There is a sequence of integers, which contains the equal number of even and odd numbers. Given a limited budget, you need to make maximum possible number of cuts such that each resulting segment will have the same number of odd and even integers.
Cuts separate a sequence to continuous (contiguous) segments. You may think about each cut as a break between two adjacent elements in a sequence. So after cutting each element belongs to exactly one segment. Say, [4,1,2,3,4,5,4,4,5,5] → two cuts → [4,1|2,3,4,5|4,4,5,5]. On each segment the number of even elements should be equal to the number of odd elements.
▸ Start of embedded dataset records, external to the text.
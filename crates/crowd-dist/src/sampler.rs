//! Samplers materialized from a [`DistributionSpec`].

use crowd_core::SimRng;
use rand::Rng;
use rand_distr::{Binomial, Exp};

use crate::error::{DistError, DistResult};
use crate::spec::DistributionSpec;

/// Source of event times.
///
/// `next_sample` maps the current simulated time to the absolute time of the
/// next event.  Samplers are stateful (they own their RNG stream) and must be
/// asked in chronological order.
pub trait TimeSampler {
    fn next_sample(&mut self, current_time_secs: f64) -> f64;

    /// Absolute time of the first event for a driver whose schedule begins
    /// at `start_time_secs`.  Repeating samplers fire right at the start;
    /// one-shot samplers place the event at their own configured time.
    fn first_sample(&mut self, start_time_secs: f64) -> f64 {
        start_time_secs
    }
}

/// Construct the sampler for `spec`, seeded with its own RNG stream.
///
/// Fails fast on malformed parameters so a bad scenario never starts running.
pub fn build_sampler(
    spec: &DistributionSpec,
    rng: SimRng,
) -> DistResult<Box<dyn TimeSampler>> {
    let invalid = |reason: String| DistError::InvalidParameter {
        kind: spec.kind(),
        reason,
    };

    match *spec {
        DistributionSpec::Constant { update_frequency_secs } => {
            if !(update_frequency_secs > 0.0) || !update_frequency_secs.is_finite() {
                return Err(invalid(format!(
                    "update_frequency_secs must be positive and finite, got {update_frequency_secs}"
                )));
            }
            Ok(Box::new(ConstantSampler {
                period_secs: update_frequency_secs,
            }))
        }
        DistributionSpec::Binomial { trials, probability } => {
            let dist = Binomial::new(trials, probability)
                .map_err(|e| invalid(e.to_string()))?;
            Ok(Box::new(BinomialSampler { dist, rng }))
        }
        DistributionSpec::Poisson { events_per_second } => {
            if !events_per_second.is_finite() {
                return Err(invalid(format!(
                    "events_per_second must be finite, got {events_per_second}"
                )));
            }
            let exp = Exp::new(events_per_second).map_err(|e| invalid(e.to_string()))?;
            Ok(Box::new(PoissonSampler { exp, rng }))
        }
        DistributionSpec::SingleSpawn { spawn_time_secs } => {
            if !spawn_time_secs.is_finite() {
                return Err(invalid(format!(
                    "spawn_time_secs must be finite, got {spawn_time_secs}"
                )));
            }
            Ok(Box::new(SingleSpawnSampler { spawn_time_secs }))
        }
    }
}

// ── Sampler implementations ───────────────────────────────────────────────────

struct ConstantSampler {
    period_secs: f64,
}

impl TimeSampler for ConstantSampler {
    fn next_sample(&mut self, current_time_secs: f64) -> f64 {
        current_time_secs + self.period_secs
    }
}

struct BinomialSampler {
    dist: Binomial,
    rng: SimRng,
}

impl TimeSampler for BinomialSampler {
    fn next_sample(&mut self, current_time_secs: f64) -> f64 {
        current_time_secs + self.rng.inner().sample(self.dist) as f64
    }
}

struct PoissonSampler {
    exp: Exp<f64>,
    rng: SimRng,
}

impl TimeSampler for PoissonSampler {
    fn next_sample(&mut self, current_time_secs: f64) -> f64 {
        current_time_secs + self.rng.inner().sample(self.exp)
    }
}

/// One event at a fixed absolute time.  Callers that drive repeated events
/// (the source controller) treat a sample that does not advance past the
/// previous event as exhaustion.
struct SingleSpawnSampler {
    spawn_time_secs: f64,
}

impl TimeSampler for SingleSpawnSampler {
    fn next_sample(&mut self, _current_time_secs: f64) -> f64 {
        self.spawn_time_secs
    }

    fn first_sample(&mut self, _start_time_secs: f64) -> f64 {
        self.spawn_time_secs
    }
}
The cost of the cut between x and y numbers is |x−y| bitcoins. Find the maximum possible number of cuts that can be made while spending no more than B bitcoins.
Input
First line of the input contains an integer n (2≤n≤100) and an integer B (1≤B≤100) — the number of elements in the sequence and the number of bitcoins you have.
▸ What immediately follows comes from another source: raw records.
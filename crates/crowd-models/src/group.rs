//! The `GroupModel` trait — membership bookkeeping over topography changes.

use crowd_core::AgentId;
use crowd_state::{Pedestrian, Topography, TopographyEvent};

use crate::error::ModelResult;

/// Per-compartment population snapshot reported by a group model.
///
/// Models with a different compartment scheme fill in what applies and
/// leave the rest zero; the SIR model is the canonical producer.
#[derive(Copy, Clone, Debug, Default, PartialEq, Eq)]
pub struct CompartmentCounts {
    pub susceptible: usize,
    pub infected: usize,
    pub removed: usize,
}

impl CompartmentCounts {
    /// Total agents across all compartments.
    pub fn population(&self) -> usize {
        self.susceptible + self.infected + self.removed
    }
}

/// Pluggable group dynamics.
///
/// Implementations own a registry of groups and keep it consistent with the
/// topography through [`element_added`][Self::element_added] /
/// [`element_removed`][Self::element_removed].  The driver never calls those
/// directly: mutations are recorded by the topography as events, and the
/// provided [`drain_topography_events`][Self::drain_topography_events]
/// dispatches them at defined points of the step (at the start of
/// [`update`][Self::update], and once more after the controllers ran).
pub trait GroupModel {
    /// Called once before the first step.  The default drains any events
    /// recorded while the scenario was being built, which covers agents
    /// placed before the run starts.
    fn pre_loop(&mut self, _sim_time_secs: f64, topography: &mut Topography) -> ModelResult<()> {
        self.drain_topography_events(topography)
    }

    /// Called once after the last step.
    fn post_loop(&mut self, _sim_time_secs: f64, _topography: &mut Topography) -> ModelResult<()> {
        Ok(())
    }

    /// One step of group dynamics at `sim_time_secs`.
    fn update(&mut self, sim_time_secs: f64, topography: &mut Topography) -> ModelResult<()>;

    /// A pedestrian entered the topography and needs a group.
    fn element_added(&mut self, agent: AgentId, topography: &mut Topography) -> ModelResult<()>;

    /// A pedestrian left the topography; its membership must be released.
    /// The pedestrian no longer resolves by id, so it is passed directly.
    fn element_removed(&mut self, pedestrian: &Pedestrian) -> ModelResult<()>;

    /// Current compartment populations.
    fn compartment_counts(&self) -> CompartmentCounts;

    /// Dispatch all recorded topography mutations to the callbacks above,
    /// in occurrence order.
    fn drain_topography_events(&mut self, topography: &mut Topography) -> ModelResult<()> {
        for event in topography.take_events() {
            match event {
                TopographyEvent::PedestrianAdded(id) => self.element_added(id, topography)?,
                TopographyEvent::PedestrianRemoved(ped) => self.element_removed(&ped)?,
            }
        }
        Ok(())
    }
}
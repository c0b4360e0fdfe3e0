//! The `OutputWriter` trait implemented by all backend writers.

use crate::{OutputResult, StepSummaryRow, TrajectoryRow};

/// Trait implemented by output backends.
///
/// All methods are infallible from the observer's perspective — errors are
/// stored internally and retrieved with [`SimOutputObserver::take_error`].
///
/// [`SimOutputObserver::take_error`]: crate::SimOutputObserver::take_error
pub trait OutputWriter {
    /// Write a batch of trajectory rows.
    fn write_trajectories(&mut self, rows: &[TrajectoryRow]) -> OutputResult<()>;

    /// Write one step summary row.
    fn write_step_summary(&mut self, row: &StepSummaryRow) -> OutputResult<()>;

    /// Flush and close all underlying file handles.
    ///
    /// Idempotent — safe to call more than once.
    fn finish(&mut self) -> OutputResult<()>;
}
#[cfg(test)]
mod source {
    use super::*;
    use crate::source::SourceController;

    fn source(distribution: DistributionSpec) -> SourceAttributes {
        SourceAttributes {
            id: SourceId(1),
            shape: Shape::Rectangle(Rect::new(2.0, 1.0, 2.0, 1.0)),
            spawner: SpawnerAttributes {
                distribution,
                event_element_count: 1,
                max_spawn_total: None,
                start_time_secs: 0.0,
                end_time_secs: None,
                spawn_at_random_positions: false,
            },
            target_ids: Vec::new(),
        }
    }

    fn constant(period: f64) -> DistributionSpec {
        DistributionSpec::Constant { update_frequency_secs: period }
    }

    #[test]
    fn constant_schedule_fires_from_the_start() {
        let mut topo = topo();
        let mut ctl = SourceController::new(source(constant(1.0)), SimRng::new(3)).unwrap();
        assert_eq!(ctl.source_id(), SourceId(1));

        ctl.update(0.0, &mut topo);
        assert_eq!(topo.agent_count(), 1);
        ctl.update(0.5, &mut topo);
        assert_eq!(topo.agent_count(), 1);
        // A long step catches up on all skipped events (t = 1, 2, 3).
        ctl.update(3.0, &mut topo);
        assert_eq!(topo.agent_count(), 4);
    }

    #[test]
    fn events_spawn_groups_of_agents() {
        let mut topo = topo();
        let mut attrs = source(constant(1.0));
        attrs.spawner.event_element_count = 3;
        let mut ctl = SourceController::new(attrs, SimRng::new(3)).unwrap();

        ctl.update(0.0, &mut topo);
        assert_eq!(topo.agent_count(), 3);
    }

    #[test]
    fn total_cap_truncates_the_last_event() {
        let mut topo = topo();
        let mut attrs = source(constant(1.0));
        attrs.spawner.event_element_count = 3;
        attrs.spawner.max_spawn_total = Some(5);
        let mut ctl = SourceController::new(attrs, SimRng::new(3)).unwrap();

        ctl.update(0.0, &mut topo);
        assert_eq!(ctl.spawned_total(), 3);
        ctl.update(1.0, &mut topo);
        assert_eq!(ctl.spawned_total(), 5);
        assert!(ctl.is_exhausted());

        ctl.update(2.0, &mut topo);
        assert_eq!(topo.agent_count(), 5);
    }

    #[test]
    fn single_spawn_fires_once_at_its_time() {
        let mut topo = topo();
        let spec = DistributionSpec::SingleSpawn { spawn_time_secs: 5.0 };
        let mut ctl = SourceController::new(source(spec), SimRng::new(3)).unwrap();

        ctl.update(4.9, &mut topo);
        assert_eq!(topo.agent_count(), 0);
        ctl.update(5.0, &mut topo);
        assert_eq!(topo.agent_count(), 1);
        assert!(ctl.is_exhausted());
        ctl.update(10.0, &mut topo);
        assert_eq!(topo.agent_count(), 1);
    }

    #[test]
    fn end_time_excludes_events_at_the_boundary() {
        let mut topo = topo();
        let mut attrs = source(constant(1.0));
        attrs.spawner.end_time_secs = Some(2.0);
        let mut ctl = SourceController::new(attrs, SimRng::new(3)).unwrap();

        ctl.update(10.0, &mut topo);
        assert_eq!(topo.agent_count(), 2, "events at t = 0 and t = 1 only");
        assert!(ctl.is_exhausted());
    }

    #[test]
    fn end_before_start_is_rejected() {
        let mut attrs = source(constant(1.0));
        attrs.spawner.start_time_secs = 5.0;
        attrs.spawner.end_time_secs = Some(2.0);
        assert!(SourceController::new(attrs, SimRng::new(3)).is_err());
    }

    #[test]
    fn spawned_agents_get_the_source_target_queue() {
        let mut topo = topo();
        let mut attrs = source(constant(1.0));
        attrs.target_ids = vec![TargetId(3), TargetId(7)];
        let mut ctl = SourceController::new(attrs, SimRng::new(3)).unwrap();

        ctl.update(0.0, &mut topo);
        let ped = topo.pedestrian(AgentId(0)).unwrap();
        assert_eq!(ped.next_target_id(), Some(TargetId(3)));
    }

    #[test]
    fn agents_appear_at_the_shape_center_by_default() {
        let mut topo = topo();
        let mut ctl = SourceController::new(source(constant(1.0)), SimRng::new(3)).unwrap();

        ctl.update(0.0, &mut topo);
        let position = topo.pedestrian(AgentId(0)).unwrap().position();
        assert_eq!(position, Point2::new(3.0, 1.5));
    }

    #[test]
    fn random_positions_stay_inside_the_shape() {
        let mut topo = topo();
        let mut attrs = source(constant(1.0));
        attrs.spawner.event_element_count = 20;
        attrs.spawner.spawn_at_random_positions = true;
        let shape = attrs.shape.clone();
        let mut ctl = SourceController::new(attrs, SimRng::new(3)).unwrap();

        ctl.update(0.0, &mut topo);
        assert_eq!(topo.agent_count(), 20);
        let mut distinct = 0;
        for (_, position) in topo.positions() {
            assert!(shape.contains(position), "{position:?} outside the source");
            if position != shape.center() {
                distinct += 1;
            }
        }
        assert!(distinct > 10, "positions should scatter, got {distinct} off-center");
    }
}

#[cfg(test)]
mod absorbing_area {
    use super::*;
    use crate::absorbing_area::AbsorbingAreaController;
    use crowd_core::AreaId;
    use crowd_state::AbsorbingAreaAttributes;

    fn area(x: f64, y: f64) -> AbsorbingAreaAttributes {
        AbsorbingAreaAttributes {
            id: AreaId(1),
            shape: disk(x, y),
            deletion_distance_m: 0.1,
        }
    }

    #[test]
    fn removes_agents_regardless_of_their_targets() {
        let mut topo = topo();
        let idle = topo.spawn_pedestrian(Point2::new(5.0, 1.0));
        let walker = spawn_walker(&mut topo, 5.2, 1.0, 4);

        let mut ctl = AbsorbingAreaController::new(area(5.0, 1.0));
        let grid = grid(&topo);
        ctl.update(0.4, &mut topo, &grid);

        assert!(topo.pedestrian(idle).is_none());
        assert!(topo.pedestrian(walker).is_none());
        assert_eq!(ctl.absorbed_total(), 2);
    }

    #[test]
    fn deletion_distance_bounds_the_reach() {
        let mut topo = topo();
        let near = topo.spawn_pedestrian(Point2::new(5.55, 1.0));
        let far = topo.spawn_pedestrian(Point2::new(5.7, 1.0));

        let mut ctl = AbsorbingAreaController::new(area(5.0, 1.0));
        let grid = grid(&topo);
        ctl.update(0.4, &mut topo, &grid);

        assert!(topo.pedestrian(near).is_none());
        assert!(topo.pedestrian(far).is_some());
        assert_eq!(ctl.absorbed_total(), 1);
    }
}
Second line contains n integers: a1, a2, ..., an (1≤ai≤100) — elements of the sequence, which contains the equal number of even and odd numbers
Output
Print the maximum possible number of cuts which can be made while spending no more than B bitcoins.
Examples
Input
6 4
1 2 5 10 15 20Output
1
Input
4 10
1 3 2 4Output
0
Input
6 100
1 2 3 4 5 6Output
2
题意:给出 n 个数字,保证奇数个数和偶数个数相等,可以把该序列分割成连续的片段,使得每一段的奇数和偶数个数相等,假设在 x 和 y 元素中间分割,那么花费 |x-y| 块钱,现有k块钱,求最多可以分割的次数
思路:从开头统计奇数和偶数的个数,如果某个位置奇数和偶数个数相等就把当前这个花费放入数组,然后贪心的选择最小的即可
Source Program
#include<iostream>
#include<cstdio>
#include<cstring>
#include<cmath>
#include<algorithm>
#include<string>
#include<cstdlib>
#include<queue>
#include<set>
#include<map>
#include<stack>
#include<ctime>
#include<vector>
#define INF 0x3f3f3f3f
#define PI acos(-1.0)
#define N 100001
#define MOD 1e9+7
#define E 1e-6
#define LL long long
using namespace std;
int a[105];
int b[105],c[105],x[105];
int main()
{
int n,m;
cin>>n>>m;
for(int i=1;i<=n;i++)
{
scanf("%d",&x[i]);
if(x[i]%2==0)
a[i]=a[i-1]+1;
else
a[i]=a[i-1];
if(x[i]%2!=0)
b[i]=b[i-1]+1;
else
b[i]=b[i-1];
}
int k=0;
for(int i=1;i<=n;i++)
{
if(a[i]==b[i]&&i!=n)
{
k++;
c[k]=fabs(x[i+1]-x[i]);
}
}
sort(c+1,c+k+1);
int ans=0;
for(int i=1;i<=k;i++)
{
if(m-c[i]<0)
break;
m-=c[i];
ans++;
}
cout<<ans<<endl;
return 0;
}